| Record set |
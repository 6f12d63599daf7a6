//! Integration tests for the order service.
//!
//! These tests drive the full order lifecycle through the service and check
//! that rejected operations never touch the store.

use std::sync::Arc;

use common::{EntityId, SequentialIdGenerator};
use domain::{DomainError, Order, OrderLine, OrderService, OrderStatus, Payload};
use entity_store::EntityStore;
use serde_json::{Value, json};

/// Helper to create a test order service
fn create_service() -> OrderService<SequentialIdGenerator> {
    OrderService::new(
        entity_store::shared(EntityStore::new()),
        Arc::new(SequentialIdGenerator::new("order")),
    )
}

fn order_payload() -> Value {
    json!({
        "deliverTo": "123 Main",
        "mobileNumber": "555-1234",
        "dishes": [{ "dishId": "d1", "quantity": 2 }]
    })
}

fn with_status(status: &str) -> Payload {
    let mut payload = order_payload();
    payload["status"] = json!(status);
    Payload::from(payload)
}

async fn create_order(service: &OrderService<SequentialIdGenerator>) -> Order {
    service
        .create(&Payload::from(order_payload()))
        .await
        .unwrap()
}

async fn order_count(service: &OrderService<SequentialIdGenerator>) -> usize {
    service.store().read().await.len()
}

mod order_lifecycle {
    use super::*;

    #[tokio::test]
    async fn create_update_then_delete_is_refused() {
        let service = create_service();

        // Create order
        let order = create_order(&service).await;
        assert_eq!(order.status(), OrderStatus::Pending);
        assert_eq!(order.deliver_to(), "123 Main");
        assert_eq!(order.dishes(), &[OrderLine::new("d1", 2)]);

        // Mark delivered
        let updated = service
            .update(order.id(), &with_status("delivered"))
            .await
            .unwrap();
        assert_eq!(updated.status(), OrderStatus::Delivered);

        // Delivered orders cannot be deleted
        let err = service.delete(order.id()).await.unwrap_err();
        assert_eq!(err, DomainError::NotPending);
        assert_eq!(order_count(&service).await, 1);
    }

    #[tokio::test]
    async fn walks_through_every_status() {
        let service = create_service();
        let order = create_order(&service).await;

        for status in ["preparing", "out-for-delivery", "delivered"] {
            let updated = service
                .update(order.id(), &with_status(status))
                .await
                .unwrap();
            assert_eq!(updated.status().as_str(), status);
        }

        let stored = service.get(order.id()).await.unwrap();
        assert!(stored.status().is_terminal());
    }

    #[tokio::test]
    async fn pending_order_can_be_deleted() {
        let service = create_service();
        let order = create_order(&service).await;

        service.delete(order.id()).await.unwrap();

        assert_eq!(order_count(&service).await, 0);
        let err = service.get(order.id()).await.unwrap_err();
        assert!(err.is_not_found());
    }

    #[tokio::test]
    async fn delete_is_refused_outside_pending() {
        for status in ["preparing", "out-for-delivery", "delivered"] {
            let service = create_service();
            let order = create_order(&service).await;
            service
                .update(order.id(), &with_status(status))
                .await
                .unwrap();

            let err = service.delete(order.id()).await.unwrap_err();
            assert_eq!(err, DomainError::NotPending);
            assert_eq!(order_count(&service).await, 1);
        }
    }

    #[tokio::test]
    async fn delivered_order_rejects_every_update() {
        let service = create_service();
        let order = create_order(&service).await;
        service
            .update(order.id(), &with_status("delivered"))
            .await
            .unwrap();

        let payloads = [
            with_status("pending"),
            with_status("invalid"),
            Payload::default(),
            Payload::from(json!({ "dishes": [] })),
        ];
        for payload in payloads {
            let err = service.update(order.id(), &payload).await.unwrap_err();
            assert_eq!(err, DomainError::Terminal);
        }

        let stored = service.get(order.id()).await.unwrap();
        assert_eq!(stored.status(), OrderStatus::Delivered);
    }
}

mod creation {
    use super::*;

    #[tokio::test]
    async fn assigns_fresh_id_ignoring_supplied_one() {
        let service = create_service();
        let mut payload = order_payload();
        payload["id"] = json!("client-chosen");

        let order = service.create(&Payload::from(payload)).await.unwrap();
        assert_eq!(order.id(), "order-1");

        let read = service.get(order.id()).await.unwrap();
        assert_eq!(read, order);
    }

    #[tokio::test]
    async fn invalid_payloads_leave_store_empty() {
        let service = create_service();

        let bad_payloads = [
            json!({ "mobileNumber": "555", "dishes": [{ "quantity": 1 }] }),
            json!({ "deliverTo": "1 Road", "dishes": [{ "quantity": 1 }] }),
            json!({ "deliverTo": "1 Road", "mobileNumber": "555", "dishes": [] }),
            json!({ "deliverTo": "1 Road", "mobileNumber": "555", "dishes": [{ "quantity": 0 }] }),
            json!({ "deliverTo": "1 Road", "mobileNumber": "555", "dishes": [{ "quantity": "2" }] }),
            json!({ "deliverTo": "1 Road", "mobileNumber": "555", "dishes": [{ "quantity": -1 }] }),
        ];

        for payload in bad_payloads {
            let err = service.create(&Payload::from(payload)).await.unwrap_err();
            assert_eq!(err.kind(), "InvalidField");
        }
        assert_eq!(order_count(&service).await, 0);
    }

    #[tokio::test]
    async fn list_returns_insertion_order() {
        let service = create_service();
        let first = create_order(&service).await;
        let second = create_order(&service).await;
        let third = create_order(&service).await;

        let ids: Vec<EntityId> = service
            .list()
            .await
            .iter()
            .map(|o| o.id().clone())
            .collect();
        assert_eq!(
            ids,
            vec![
                first.id().clone(),
                second.id().clone(),
                third.id().clone()
            ]
        );
    }

    #[tokio::test]
    async fn list_by_status_filters() {
        let service = create_service();
        let first = create_order(&service).await;
        create_order(&service).await;
        service
            .update(first.id(), &with_status("preparing"))
            .await
            .unwrap();

        assert_eq!(service.list_by_status(OrderStatus::Pending).await.len(), 1);
        let preparing = service.list_by_status(OrderStatus::Preparing).await;
        assert_eq!(preparing.len(), 1);
        assert_eq!(preparing[0].id(), first.id());
    }
}

mod updates {
    use super::*;

    #[tokio::test]
    async fn replaces_dishes_wholesale() {
        let service = create_service();
        let order = create_order(&service).await;

        let payload = Payload::from(json!({
            "deliverTo": "9 Elm",
            "mobileNumber": "555-0000",
            "status": "preparing",
            "dishes": [
                { "dishId": "d7", "quantity": 1 },
                { "dishId": "d8", "quantity": 3 }
            ]
        }));
        let updated = service.update(order.id(), &payload).await.unwrap();

        assert_eq!(updated.id(), order.id());
        assert_eq!(updated.deliver_to(), "9 Elm");
        assert_eq!(
            updated.dishes(),
            &[OrderLine::new("d7", 1), OrderLine::new("d8", 3)]
        );
        assert_eq!(service.get(order.id()).await.unwrap(), updated);
    }

    #[tokio::test]
    async fn rejected_update_keeps_stored_order() {
        let service = create_service();
        let order = create_order(&service).await;

        let mut payload = order_payload();
        payload["status"] = json!("preparing");
        payload["dishes"] = json!([{ "dishId": "d1", "quantity": 5 }, { "quantity": 0 }]);

        let err = service
            .update(order.id(), &Payload::from(payload))
            .await
            .unwrap_err();
        assert_eq!(
            err.to_string(),
            "Dish 1 must have a quantity that is an integer greater than 0"
        );
        assert_eq!(service.get(order.id()).await.unwrap(), order);
    }

    #[tokio::test]
    async fn mismatched_id_is_rejected() {
        let service = create_service();
        let order = create_order(&service).await;

        let mut payload = order_payload();
        payload["id"] = json!("someone-else");
        payload["status"] = json!("preparing");

        let err = service
            .update(order.id(), &Payload::from(payload))
            .await
            .unwrap_err();
        assert!(matches!(err, DomainError::IdMismatch { .. }));
        assert_eq!(
            service.get(order.id()).await.unwrap().status(),
            OrderStatus::Pending
        );
    }

    #[tokio::test]
    async fn update_of_unknown_order_is_not_found() {
        let service = create_service();
        let err = service
            .update(&EntityId::from("missing"), &with_status("pending"))
            .await
            .unwrap_err();
        assert_eq!(err.to_string(), "Order not found: missing");
    }

    #[tokio::test]
    async fn missing_or_sentinel_status_is_rejected() {
        let service = create_service();
        let order = create_order(&service).await;

        let err = service
            .update(order.id(), &Payload::from(order_payload()))
            .await
            .unwrap_err();
        assert_eq!(err, DomainError::InvalidStatus);

        let err = service
            .update(order.id(), &with_status("invalid"))
            .await
            .unwrap_err();
        assert_eq!(err, DomainError::InvalidStatus);
    }
}

mod concurrency {
    use super::*;

    #[tokio::test]
    async fn concurrent_creates_get_distinct_ids() {
        let service = Arc::new(create_service());

        let mut handles = Vec::new();
        for _ in 0..20 {
            let service = service.clone();
            handles.push(tokio::spawn(async move {
                service
                    .create(&Payload::from(order_payload()))
                    .await
                    .unwrap()
            }));
        }

        let mut ids = Vec::new();
        for handle in handles {
            ids.push(handle.await.unwrap().id().clone());
        }
        ids.sort();
        ids.dedup();
        assert_eq!(ids.len(), 20);
        assert_eq!(order_count(&service).await, 20);
    }

    #[tokio::test]
    async fn only_one_concurrent_delete_succeeds() {
        let service = Arc::new(create_service());
        let order = create_order(&service).await;

        let mut handles = Vec::new();
        for _ in 0..5 {
            let service = service.clone();
            let id = order.id().clone();
            handles.push(tokio::spawn(async move { service.delete(&id).await }));
        }

        let mut deleted = 0;
        for handle in handles {
            if handle.await.unwrap().is_ok() {
                deleted += 1;
            }
        }
        assert_eq!(deleted, 1);
        assert_eq!(order_count(&service).await, 0);
    }
}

| Exercise aim |
In the entries above, find each line with "move" and list it.

| Your response |
            handles.push(tokio::spawn(async move {
            handles.push(tokio::spawn(async move { service.delete(&id).await }));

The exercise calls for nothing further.